Osprey Publications Ltd has released Red Christmas – The Tatsinskaya Airfield Raid 1942 as Number 30 in their Raid series. It is a paperback book with 80 pages. Included with the text are black and white and color photographs, black and white and color illustrations, information charts, maps, a bird’s eye view, first-hand accounts and detailed captions. It has a 2012 copyright and the ISBN is 978-1-84908-586-1.


• Introduction
• Origins
• Initial Strategy
• The Plan
• The Raid
- The Approach March, 16 - 23 December 1942
- The Attack, 24 December
- The German Reaction, 24 December
- Last Stand, 25 - 27 December
- Exfiltration, 28 December
• Analysis
• Conclusion
• Bibliography
• Index

The text in the book is well written and extremely detailed. I did notice grammatical errors as I read through the book; however they are very minimal and take absolutely nothing from the narrative. Robert Forczyk covers the December 1942 Soviet attack on the Tatsinskaya Airfield very well. He discusses the Raid from its origins and planning, to the attack and fighting, through to the end of the raid and its outcome and results. The Soviet and German actions taken are detailed which helps the reader gain an excellent overview of the raid. It is obvious that Forczyk has gone to great lengths to research all aspects of the Tatsinskaya Airfield Raid. Anyone interested in actions on the Eastern Front during World War II will find this book very informative and interesting.

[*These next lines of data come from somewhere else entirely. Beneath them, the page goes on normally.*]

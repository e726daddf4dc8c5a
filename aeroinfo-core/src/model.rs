use chrono::{DateTime, Utc};
use serde::{Deserialize, Serialize};
use std::collections::BTreeMap;

use crate::error::{EnrichError, ErrorRecord, LookupSource};

/// Free-text place name supplied by the caller.
///
/// Guaranteed non-blank; the text itself is kept as typed.
#[derive(Debug, Clone, PartialEq, Eq)]
pub struct PlaceQuery(String);

impl PlaceQuery {
    pub fn new(text: impl Into<String>) -> Result<Self, EnrichError> {
        let text = text.into();
        if text.trim().is_empty() {
            return Err(EnrichError::validation("place name must not be empty"));
        }
        Ok(Self(text))
    }

    pub fn as_str(&self) -> &str {
        &self.0
    }
}

impl std::fmt::Display for PlaceQuery {
    fn fmt(&self, f: &mut std::fmt::Formatter<'_>) -> std::fmt::Result {
        f.write_str(&self.0)
    }
}

/// WGS84 position in decimal degrees.
#[derive(Debug, Clone, Copy, PartialEq, Serialize, Deserialize)]
pub struct Coordinate {
    pub latitude: f64,
    pub longitude: f64,
}

impl Coordinate {
    pub fn new(latitude: f64, longitude: f64) -> Self {
        Self { latitude, longitude }
    }

    /// Rejects NaN and anything outside [-90, 90] x [-180, 180].
    pub fn validate(&self) -> Result<(), EnrichError> {
        if !(-90.0..=90.0).contains(&self.latitude) {
            return Err(EnrichError::validation(format!(
                "latitude {} is outside [-90, 90]",
                self.latitude
            )));
        }
        if !(-180.0..=180.0).contains(&self.longitude) {
            return Err(EnrichError::validation(format!(
                "longitude {} is outside [-180, 180]",
                self.longitude
            )));
        }
        Ok(())
    }
}

impl std::fmt::Display for Coordinate {
    fn fmt(&self, f: &mut std::fmt::Formatter<'_>) -> std::fmt::Result {
        write!(f, "{},{}", self.latitude, self.longitude)
    }
}

#[derive(Debug, Clone, PartialEq, Serialize, Deserialize)]
pub struct ResolvedLocation {
    pub coordinate: Coordinate,
    pub formatted_address: String,
    pub country: Option<String>,
    /// Administrative components as reported by the geocoder (city, state, postcode, ...).
    #[serde(default)]
    pub components: BTreeMap<String, String>,
    pub timezone_name: Option<String>,
    /// UTC offset as text, e.g. "+01:00".
    pub timezone_offset: Option<String>,
}

impl ResolvedLocation {
    /// OpenStreetMap link with a marker on the resolved point.
    pub fn map_url(&self) -> String {
        const ZOOM: u8 = 13;
        let Coordinate { latitude, longitude } = self.coordinate;
        format!(
            "https://www.openstreetmap.org/?mlat={latitude}&mlon={longitude}\
             #map={ZOOM}/{latitude}/{longitude}"
        )
    }
}

#[derive(Debug, Clone, PartialEq, Serialize, Deserialize)]
pub struct WeatherSnapshot {
    pub temperature_c: f64,
    pub humidity_pct: u8,
    pub description: String,
    pub observed_at: Option<DateTime<Utc>>,
}

#[derive(Debug, Clone, Copy, PartialEq, Serialize, Deserialize)]
pub struct ElevationSample {
    pub elevation_m: f64,
}

#[derive(Debug, Clone, Copy, PartialEq, Eq, Serialize, Deserialize)]
#[serde(rename_all = "snake_case")]
pub enum ResultStatus {
    /// Location, weather and elevation all present.
    Complete,
    /// Location present, at least one sub-lookup failed.
    Partial,
    /// Geocoding failed; nothing else was attempted.
    Failed,
}

/// Merged outcome of one lookup.
///
/// Built only through [`EnrichmentResult::geocoding_failed`] and
/// [`EnrichmentResult::enriched`], so a missing weather or elevation value
/// always has a matching entry in `errors`.
#[derive(Debug, Clone, PartialEq, Serialize, Deserialize)]
pub struct EnrichmentResult {
    pub query: String,
    pub location: Option<ResolvedLocation>,
    pub weather: Option<WeatherSnapshot>,
    pub elevation: Option<ElevationSample>,
    pub errors: Vec<ErrorRecord>,
    pub resolved_at: DateTime<Utc>,
}

impl EnrichmentResult {
    pub fn geocoding_failed(query: &PlaceQuery, err: &EnrichError) -> Self {
        Self {
            query: query.as_str().to_string(),
            location: None,
            weather: None,
            elevation: None,
            errors: vec![ErrorRecord::new(LookupSource::Geocoding, err)],
            resolved_at: Utc::now(),
        }
    }

    pub fn enriched(
        query: &PlaceQuery,
        location: ResolvedLocation,
        weather: Result<WeatherSnapshot, EnrichError>,
        elevation: Result<ElevationSample, EnrichError>,
    ) -> Self {
        let mut errors = Vec::new();

        let weather = weather
            .map_err(|e| errors.push(ErrorRecord::new(LookupSource::Weather, &e)))
            .ok();
        let elevation = elevation
            .map_err(|e| errors.push(ErrorRecord::new(LookupSource::Elevation, &e)))
            .ok();

        Self {
            query: query.as_str().to_string(),
            location: Some(location),
            weather,
            elevation,
            errors,
            resolved_at: Utc::now(),
        }
    }

    pub fn status(&self) -> ResultStatus {
        match (&self.location, self.errors.is_empty()) {
            (None, _) => ResultStatus::Failed,
            (Some(_), true) => ResultStatus::Complete,
            (Some(_), false) => ResultStatus::Partial,
        }
    }

    pub fn error_for(&self, source: LookupSource) -> Option<&ErrorRecord> {
        self.errors.iter().find(|e| e.source == source)
    }
}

There are a total of 46 black and white photographs and one color photograph featured throughout the book. Most of the photographs are nice and clear, however there are some that have an out-of-focus look to them and some appear to be too dark. However, this is typical for this period of history and consideration needs to be given to the fact that the photographs are around 70 years old. With that said, the quality of the photographs is of no fault of the author and do not take anything away from the book and provide a visual guide for the actions described in the book. They will also prove valuable to the military vehicle, aircraft and diorama modelers.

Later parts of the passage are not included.